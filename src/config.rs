//! Component configuration (`extension_info.json`).
//!
//! The file maps each component name to the repository its releases live in,
//! plus two opaque values copied verbatim into the generated metadata:
//!
//! ```json
//! {
//!   "as3": {
//!     "repository": "F5Networks/f5-appsvcs-extension",
//!     "endpoints": {"info": {"uri": "/mgmt/shared/appsvcs/info", "methods": ["GET"]}},
//!     "componentDependencies": {}
//!   }
//! }
//! ```

use crate::error::{MetadataError, Result};
use crate::settings::EXTENSION_INFO;
use serde::Deserialize;
use serde_json::Value;
use std::collections::BTreeMap;
use std::fs;
use std::path::{Path, PathBuf};

/// One configured component
#[derive(Debug, Clone, PartialEq, Deserialize)]
#[serde(rename_all = "camelCase")]
pub struct ComponentInfo {
    /// `owner/name` of the GitHub repository
    pub repository: String,
    pub endpoints: Value,
    pub component_dependencies: Value,
}

/// Component name to component info
#[derive(Debug, Clone, Default, PartialEq, Deserialize)]
#[serde(transparent)]
pub struct ComponentConfig {
    pub components: BTreeMap<String, ComponentInfo>,
}

impl ComponentConfig {
    /// Load the config file at `path`
    pub fn load(path: &Path) -> Result<Self> {
        let content = fs::read_to_string(path).map_err(|e| MetadataError::ConfigLoad {
            path: path.to_path_buf(),
            source: Box::new(e),
        })?;

        Self::parse(&content).map_err(|e| MetadataError::ConfigLoad {
            path: path.to_path_buf(),
            source: Box::new(e),
        })
    }

    /// Parse config from a JSON string
    pub fn parse(content: &str) -> std::result::Result<Self, serde_json::Error> {
        serde_json::from_str(content)
    }

    pub fn len(&self) -> usize {
        self.components.len()
    }

    pub fn is_empty(&self) -> bool {
        self.components.is_empty()
    }

    pub fn iter(&self) -> impl Iterator<Item = (&String, &ComponentInfo)> {
        self.components.iter()
    }
}

/// `extension_info.json` next to the running executable
pub fn default_config_path() -> Result<PathBuf> {
    let exe = std::env::current_exe()?;
    let dir = exe.parent().unwrap_or_else(|| Path::new("."));
    Ok(dir.join(EXTENSION_INFO))
}
use anyhow::Context;
use clap::Parser;
use colored::Colorize;
use std::path::PathBuf;
use toolchain_metadata::settings::{LOG_LEVEL_ENV_VAR, OUTPUT_FILE};
use toolchain_metadata::{ComponentConfig, GithubClient, MetadataGenerator, Settings, colors, config};

#[derive(Parser)]
#[command(name = "generate-metadata")]
#[command(author, version, about = "Generate extension metadata from GitHub releases", long_about = None)]
struct Cli {
    /// Component config (defaults to extension_info.json next to the executable)
    #[arg(long, value_name = "PATH")]
    config: Option<PathBuf>,

    /// Where to write the metadata document
    #[arg(long, value_name = "PATH", default_value = OUTPUT_FILE)]
    output: PathBuf,

    /// Resolve everything but do not write the output file
    #[arg(long)]
    no_write: bool,

    /// Also print the document to stdout
    #[arg(long)]
    stdout: bool,

    /// Enable debug logging (overrides RUST_LOG and F5_SDK_LOG_LEVEL)
    #[arg(short, long)]
    verbose: bool,
}

/// Filter directive from, in order: --verbose, RUST_LOG, F5_SDK_LOG_LEVEL, "info"
fn log_directive(verbose: bool, rust_log: Option<&str>, sdk_level: Option<&str>) -> String {
    if verbose {
        return "debug".to_string();
    }
    [rust_log, sdk_level]
        .into_iter()
        .flatten()
        .find(|level| !level.is_empty())
        .unwrap_or("info")
        .to_string()
}

fn init_logging(verbose: bool) {
    let rust_log = std::env::var("RUST_LOG").ok();
    let sdk_level = std::env::var(LOG_LEVEL_ENV_VAR).ok();
    let directive = log_directive(verbose, rust_log.as_deref(), sdk_level.as_deref());

    tracing_subscriber::fmt()
        .with_writer(std::io::stderr)
        .with_env_filter(
            tracing_subscriber::EnvFilter::try_new(&directive)
                .unwrap_or_else(|_| tracing_subscriber::EnvFilter::new("info")),
        )
        .init();
}

#[tokio::main]
async fn main() -> anyhow::Result<()> {
    let cli = Cli::parse();

    colors::init_colors();
    init_logging(cli.verbose);

    let settings = Settings::from_env()?;

    let config_path = match cli.config {
        Some(path) => path,
        None => config::default_config_path().context("Failed to locate component config")?,
    };
    let components = ComponentConfig::load(&config_path)?;

    let client = GithubClient::new(&settings).context("Failed to create API client")?;
    let generator = MetadataGenerator::new(client, components).with_output_file(&cli.output);

    let document = generator
        .generate(!cli.no_write)
        .await
        .context("Metadata generation failed")?;

    if cli.stdout {
        println!("{}", document.to_pretty_json()?);
    }

    let versions: usize = document.components.values().map(|c| c.versions.len()).sum();
    if cli.no_write {
        eprintln!(
            "{} Resolved {} versions across {} components",
            "✓".green(),
            versions.to_string().cyan(),
            document.components.len().to_string().cyan()
        );
    } else {
        eprintln!(
            "{} Wrote {} versions across {} components to {}",
            "✓".green(),
            versions.to_string().cyan(),
            document.components.len().to_string().cyan(),
            generator.output_file().display().to_string().bold()
        );
    }

    Ok(())
}
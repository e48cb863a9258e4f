//! Editor view with visual cursor, selection, placeholder, and tab indicator.
//!
//! This is the editable half of the text engine: it wraps an [`EditBuffer`]
//! with visual (wrap-aware) cursor navigation, a selection, and the styled
//! extras a host editor widget needs (empty-buffer placeholder text, a tab
//! indicator glyph). It draws no cells itself — an external renderer reads
//! [`TextBufferView::line_info`] and this view's cursor/selection queries to
//! decide what to paint.

// if-let-else is clearer than map_or for complex logic
#![allow(clippy::option_if_let_else)]

use crate::color::Rgba;
use crate::style::Style;
use crate::text::layout::{self, VirtualLine};
use crate::text::view::{LocalSelection, Selection, Viewport};
use crate::text::{EditBuffer, TextBufferView, WrapMode};
use crate::unicode::WidthMethod;
use crate::unicode::search::{calculate_text_width, find_position_by_width};
use unicode_segmentation::UnicodeSegmentation;

/// Cursor style for rendering.
#[derive(Clone, Copy, Debug, Default, PartialEq, Eq)]
pub enum CursorShape {
    /// Block cursor.
    #[default]
    Block,
    /// Underline cursor.
    Underline,
    /// Vertical bar cursor.
    Bar,
}

/// Visual cursor information in wrapped view.
#[derive(Clone, Copy, Debug, Default, PartialEq, Eq)]
pub struct VisualCursor {
    pub visual_row: u32,
    pub visual_col: u32,
    pub logical_row: u32,
    pub logical_col: u32,
    pub offset: u32,
}

/// A styled run of placeholder text, shown when the buffer is empty.
#[derive(Clone, Debug, PartialEq)]
pub struct PlaceholderChunk {
    pub text: String,
    pub style: Style,
}
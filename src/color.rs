//! RGBA color type with alpha blending operations.
//!
//! This module provides the [`Rgba`] type, which represents colors using
//! floating-point RGBA components. It supports:
//!
//! - **Color creation**: From f32/u8 components, hex strings, or HSV values
//! - **Alpha blending**: Porter-Duff "over" compositing for layered rendering
//! - **Color conversion**: To/from 256-color and 16-color terminal palettes
//! - **Interpolation**: Linear interpolation between colors
//!
//! # Examples
//!
//! ```
//! use opentui::Rgba;
//!
//! // Create colors in various ways
//! let red = Rgba::RED;
//! let custom = Rgba::from_hex("#1a1a2e").unwrap();
//! let semi_transparent = Rgba::BLUE.with_alpha(0.5);
//!
//! // Blend colors using Porter-Duff "over"
//! let result = semi_transparent.blend_over(Rgba::WHITE);
//!
//! // Convert to terminal palette
//! let ansi_256 = red.to_256_color();
//! ```

use std::fmt;

/// RGBA color with f32 components in range [0.0, 1.0].
///
/// Colors are stored as floating-point values for precision during blending
/// operations. Terminal output converts to appropriate formats (true color,
/// 256-color, or 16-color) based on terminal capabilities.
///
/// # Examples
///
/// ```
/// use opentui::Rgba;
///
/// // Use predefined constants
/// let bg = Rgba::BLACK;
///
/// // Create from RGB (opaque)
/// let accent = Rgba::from_rgb_u8(100, 149, 237);
///
/// // Create with transparency
/// let overlay = Rgba::RED.with_alpha(0.5);
///
/// // Blend: overlay on top of background
/// let blended = overlay.blend_over(bg);
/// ```
#[derive(Clone, Copy, Debug, Default, PartialEq)]
pub struct Rgba {
    pub r: f32,
    pub g: f32,
    pub b: f32,
    pub a: f32,
}

impl Rgba {
    /// Fully transparent black.
    pub const TRANSPARENT: Self = Self {
        r: 0.0,
        g: 0.0,
        b: 0.0,
        a: 0.0,
    };

    /// Opaque black.
    pub const BLACK: Self = Self {
        r: 0.0,
        g: 0.0,
        b: 0.0,
        a: 1.0,
    };

    /// Opaque white.
    pub const WHITE: Self = Self {
        r: 1.0,
        g: 1.0,
        b: 1.0,
        a: 1.0,
    };

    /// Opaque red.
    pub const RED: Self = Self {
        r: 1.0,
        g: 0.0,
        b: 0.0,
        a: 1.0,
    };

    /// Opaque green.
    pub const GREEN: Self = Self {
        r: 0.0,
        g: 1.0,
        b: 0.0,
        a: 1.0,
    };

    /// Opaque blue.
    pub const BLUE: Self = Self {
        r: 0.0,
        g: 0.0,
        b: 1.0,
        a: 1.0,
    };

    /// Create a new RGBA color from f32 components.
    #[must_use]
    pub const fn new(r: f32, g: f32, b: f32, a: f32) -> Self {
        Self { r, g, b, a }
    }

    /// Create an opaque color from f32 RGB components.
    #[must_use]
    pub const fn rgb(r: f32, g: f32, b: f32) -> Self {
        Self { r, g, b, a: 1.0 }
    }

    /// Create an opaque color from u8 RGB components.
    #[must_use]
    pub fn from_rgb_u8(r: u8, g: u8, b: u8) -> Self {
        Self {
            r: f32::from(r) / 255.0,
            g: f32::from(g) / 255.0,
            b: f32::from(b) / 255.0,
            a: 1.0,
        }
    }

    /// Create a color from u8 RGBA components.
    #[must_use]
    pub fn from_rgba_u8(r: u8, g: u8, b: u8, a: u8) -> Self {
        Self {
            r: f32::from(r) / 255.0,
            g: f32::from(g) / 255.0,
            b: f32::from(b) / 255.0,
            a: f32::from(a) / 255.0,
        }
    }

    /// Parse a hex color string (e.g., "#FF0000" or "FF0000").
    ///
    /// Supports 3-char (#RGB), 6-char (#RRGGBB), and 8-char (#RRGGBBAA) formats.
    #[must_use]
    pub fn from_hex(hex: &str) -> Option<Self> {
        let hex = hex.strip_prefix('#').unwrap_or(hex);

        match hex.len() {
            3 => {
                // #RGB -> #RRGGBB
                let r = u8::from_str_radix(&hex[0..1], 16).ok()?;
                let g = u8::from_str_radix(&hex[1..2], 16).ok()?;
                let b = u8::from_str_radix(&hex[2..3], 16).ok()?;
                Some(Self::from_rgb_u8(r * 17, g * 17, b * 17))
            }
            6 => {
                let r = u8::from_str_radix(&hex[0..2], 16).ok()?;
                let g = u8::from_str_radix(&hex[2..4], 16).ok()?;
                let b = u8::from_str_radix(&hex[4..6], 16).ok()?;
                Some(Self::from_rgb_u8(r, g, b))
            }
            8 => {
                let r = u8::from_str_radix(&hex[0..2], 16).ok()?;
                let g = u8::from_str_radix(&hex[2..4], 16).ok()?;
                let b = u8::from_str_radix(&hex[4..6], 16).ok()?;
                let a = u8::from_str_radix(&hex[6..8], 16).ok()?;
                Some(Self::from_rgba_u8(r, g, b, a))
            }
            _ => None,
        }
    }

    /// Create a color from HSV values.
    ///
    /// - h: Hue in degrees [0, 360)
    /// - s: Saturation [0, 1]
    /// - v: Value [0, 1]
    #[must_use]
    #[allow(clippy::many_single_char_names)]
    pub fn from_hsv(h: f32, s: f32, v: f32) -> Self {
        if s <= 0.0 {
            return Self::rgb(v, v, v);
        }

        let h = h % 360.0;
        let h = h / 60.0;
        let i = h.floor() as i32;
        let f = h - i as f32;
        let p = v * (1.0 - s);
        let q = v * s.mul_add(-f, 1.0);
        let t = v * s.mul_add(f - 1.0, 1.0);

        match i {
            0 => Self::rgb(v, t, p),
            1 => Self::rgb(q, v, p),
            2 => Self::rgb(p, v, t),
            3 => Self::rgb(p, q, v),
            4 => Self::rgb(t, p, v),
            _ => Self::rgb(v, p, q),
        }
    }

    /// Blend this color over another using standard alpha compositing (Porter-Duff "over").
    ///
    /// `self` is the foreground (on top), `other` is the background.
    #[must_use]
    pub fn blend_over(self, other: Self) -> Self {
        if self.a >= 1.0 {
            return self;
        }
        if self.a <= 0.0 {
            return other;
        }

        let inv_alpha = 1.0 - self.a;
        let out_a = other.a.mul_add(inv_alpha, self.a);

        if out_a <= 0.0 {
            return Self::TRANSPARENT;
        }

        Self {
            r: (other.r * other.a).mul_add(inv_alpha, self.r * self.a) / out_a,
            g: (other.g * other.a).mul_add(inv_alpha, self.g * self.a) / out_a,
            b: (other.b * other.a).mul_add(inv_alpha, self.b * self.a) / out_a,
            a: out_a,
        }
    }

    /// Return a new color with the specified alpha value.
    #[must_use]
    pub const fn with_alpha(self, alpha: f32) -> Self {
        Self {
            r: self.r,
            g: self.g,
            b: self.b,
            a: alpha,
        }
    }

    /// Multiply this color's alpha by the given factor.
    #[must_use]
    pub fn multiply_alpha(self, factor: f32) -> Self {
        self.with_alpha(self.a * factor)
    }

    /// Convert to u8 RGB tuple, clamping values to [0, 255].
    #[must_use]
    pub fn to_rgb_u8(self) -> (u8, u8, u8) {
        (
            (self.r * 255.0).clamp(0.0, 255.0) as u8,
            (self.g * 255.0).clamp(0.0, 255.0) as u8,
            (self.b * 255.0).clamp(0.0, 255.0) as u8,
        )
    }

    /// Convert to u8 RGBA tuple, clamping values to [0, 255].
    #[must_use]
    pub fn to_rgba_u8(self) -> (u8, u8, u8, u8) {
        let (r, g, b) = self.to_rgb_u8();
        (r, g, b, (self.a * 255.0).clamp(0.0, 255.0) as u8)
    }

    /// Check if this color is fully transparent.
    #[must_use]
    pub fn is_transparent(self) -> bool {
        self.a <= 0.0
    }

    /// Check if this color is fully opaque.
    #[must_use]
    pub fn is_opaque(self) -> bool {
        self.a >= 1.0
    }

    /// Linearly interpolate between two colors.
    #[must_use]
    pub fn lerp(self, other: Self, t: f32) -> Self {
        let t = t.clamp(0.0, 1.0);
        Self {
            r: (other.r - self.r).mul_add(t, self.r),
            g: (other.g - self.g).mul_add(t, self.g),
            b: (other.b - self.b).mul_add(t, self.b),
            a: (other.a - self.a).mul_add(t, self.a),
        }
    }

    /// Convert to nearest 256-color palette index.
    ///
    /// Uses the 6x6x6 color cube (colors 16-231) or grayscale ramp (232-255)
    /// depending on which provides the closest match.
    #[must_use]
    pub fn to_256_color(self) -> u8 {
        let (r, g, b) = self.to_rgb_u8();

        // Check if grayscale would be a better match
        let gray = ((r as u16 + g as u16 + b as u16) / 3) as u8;
        let is_grayscale = (r as i16 - gray as i16).abs() < 10
            && (g as i16 - gray as i16).abs() < 10
            && (b as i16 - gray as i16).abs() < 10;

        if is_grayscale {
            // Use grayscale ramp (232-255 = 24 levels from dark to light)
            // Each level is 10 apart, starting at 8: 8, 18, 28, ..., 238
            let gray_idx = (gray as u16 * 24 / 256) as u8;
            return 232 + gray_idx.min(23);
        }

        // Use 6x6x6 color cube (colors 16-231)
        // Each component maps to 0-5: 0, 95, 135, 175, 215, 255
        let cube_values: [u8; 6] = [0, 95, 135, 175, 215, 255];

        let ri = Self::nearest_cube_index(r, cube_values);
        let gi = Self::nearest_cube_index(g, cube_values);
        let bi = Self::nearest_cube_index(b, cube_values);

        16 + 36 * ri + 6 * gi + bi
    }

    /// Find the nearest index in the 6x6x6 cube for a component value.
    fn nearest_cube_index(val: u8, cube_values: [u8; 6]) -> u8 {
        let mut best = 0;
        let mut best_dist = u16::MAX;
        for (i, &cv) in cube_values.iter().enumerate() {
            let dist = (val as i16 - cv as i16).unsigned_abs();
            if dist < best_dist {
                best_dist = dist;
                best = i as u8;
            }
        }
        best
    }

    /// Convert to nearest 16-color (basic ANSI) palette index.
    ///
    /// Returns a value 0-15 for the standard ANSI colors:
    /// 0-7: black, red, green, yellow, blue, magenta, cyan, white (normal)
    /// 8-15: bright versions of the above
    #[must_use]
    pub fn to_16_color(self) -> u8 {
        let (r, g, b) = self.to_rgb_u8();

        // Luminance for determining bright vs normal (using u32 to avoid overflow)
        let lum = (u32::from(r) * 299 + u32::from(g) * 587 + u32::from(b) * 114) / 1000;
        let is_bright = lum > 127;

        // Determine which of the 8 base colors is closest
        let r_bit = u8::from(r > 127);
        let g_bit = u8::from(g > 127);
        let b_bit = u8::from(b > 127);

        // ANSI color order: 0=black, 1=red, 2=green, 3=yellow, 4=blue, 5=magenta, 6=cyan, 7=white
        let base = r_bit | (g_bit << 1) | (b_bit << 2);

        // Remap from RGB bits to ANSI order
        // RGB bits: 0=000 (black), 1=001 (red), 2=010 (green), 3=011 (yellow),
        //           4=100 (blue), 5=101 (magenta), 6=110 (cyan), 7=111 (white)
        // This matches ANSI already since ANSI uses: red=1, green=2, blue=4
        let color = base;

        if is_bright { color + 8 } else { color }
    }

    /// Create an Rgba from a 256-color palette index.
    #[must_use]
    pub fn from_256_color(index: u8) -> Self {
        match index {
            // Standard 16 colors (approximations)
            0 => Self::from_rgb_u8(0, 0, 0),        // Black
            1 => Self::from_rgb_u8(128, 0, 0),      // Red
            2 => Self::from_rgb_u8(0, 128, 0),      // Green
            3 => Self::from_rgb_u8(128, 128, 0),    // Yellow
            4 => Self::from_rgb_u8(0, 0, 128),      // Blue
            5 => Self::from_rgb_u8(128, 0, 128),    // Magenta
            6 => Self::from_rgb_u8(0, 128, 128),    // Cyan
            7 => Self::from_rgb_u8(192, 192, 192),  // White
            8 => Self::from_rgb_u8(128, 128, 128),  // Bright Black (Gray)
            9 => Self::from_rgb_u8(255, 0, 0),      // Bright Red
            10 => Self::from_rgb_u8(0, 255, 0),     // Bright Green
            11 => Self::from_rgb_u8(255, 255, 0),   // Bright Yellow
            12 => Self::from_rgb_u8(0, 0, 255),     // Bright Blue
            13 => Self::from_rgb_u8(255, 0, 255),   // Bright Magenta
            14 => Self::from_rgb_u8(0, 255, 255),   // Bright Cyan
            15 => Self::from_rgb_u8(255, 255, 255), // Bright White
            // 6x6x6 color cube (16-231)
            16..=231 => {
                let idx = index - 16;
                let r = (idx / 36) % 6;
                let g = (idx / 6) % 6;
                let b = idx % 6;
                let cube_values: [u8; 6] = [0, 95, 135, 175, 215, 255];
                Self::from_rgb_u8(
                    cube_values[r as usize],
                    cube_values[g as usize],
                    cube_values[b as usize],
                )
            }
            // Grayscale ramp (232-255)
            232..=255 => {
                let gray = 8 + (index - 232) * 10;
                Self::from_rgb_u8(gray, gray, gray)
            }
        }
    }

    /// Create an Rgba from a 16-color (basic ANSI) palette index.
    #[must_use]
    pub fn from_16_color(index: u8) -> Self {
        Self::from_256_color(index & 0x0F)
    }
}
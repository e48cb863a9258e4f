//! Unicode utilities for grapheme handling and display width.

pub mod grapheme;
pub mod search;
pub mod width;

pub use grapheme::{
    GraphemeInfo, GraphemeIterator, grapheme_indices, grapheme_indices_with_method, grapheme_info,
    graphemes, is_ascii_only,
};
pub use search::{
    BreakType, LineBreakResult, TabStopResult, WrapBreakResult, calculate_text_width,
    decode_utf8_unchecked, find_line_breaks, find_position_by_width, find_tab_stops,
    find_wrap_breaks, find_wrap_position, get_prev_grapheme_start, is_ascii_only_fast,
    is_printable_ascii_only,
};
pub use width::{
    WidthMethod, display_width, display_width_char, display_width_char_with_method,
    display_width_with_method, is_wide, is_zero_width, joins_on_zwj, set_width_method,
    width_method,
};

++++++++++

__Goal of the exercise__
Return every line of the entries above that the string "stdout" appears in.

__Response to this task__
    /// Also print the document to stdout
    stdout: bool,
    if cli.stdout {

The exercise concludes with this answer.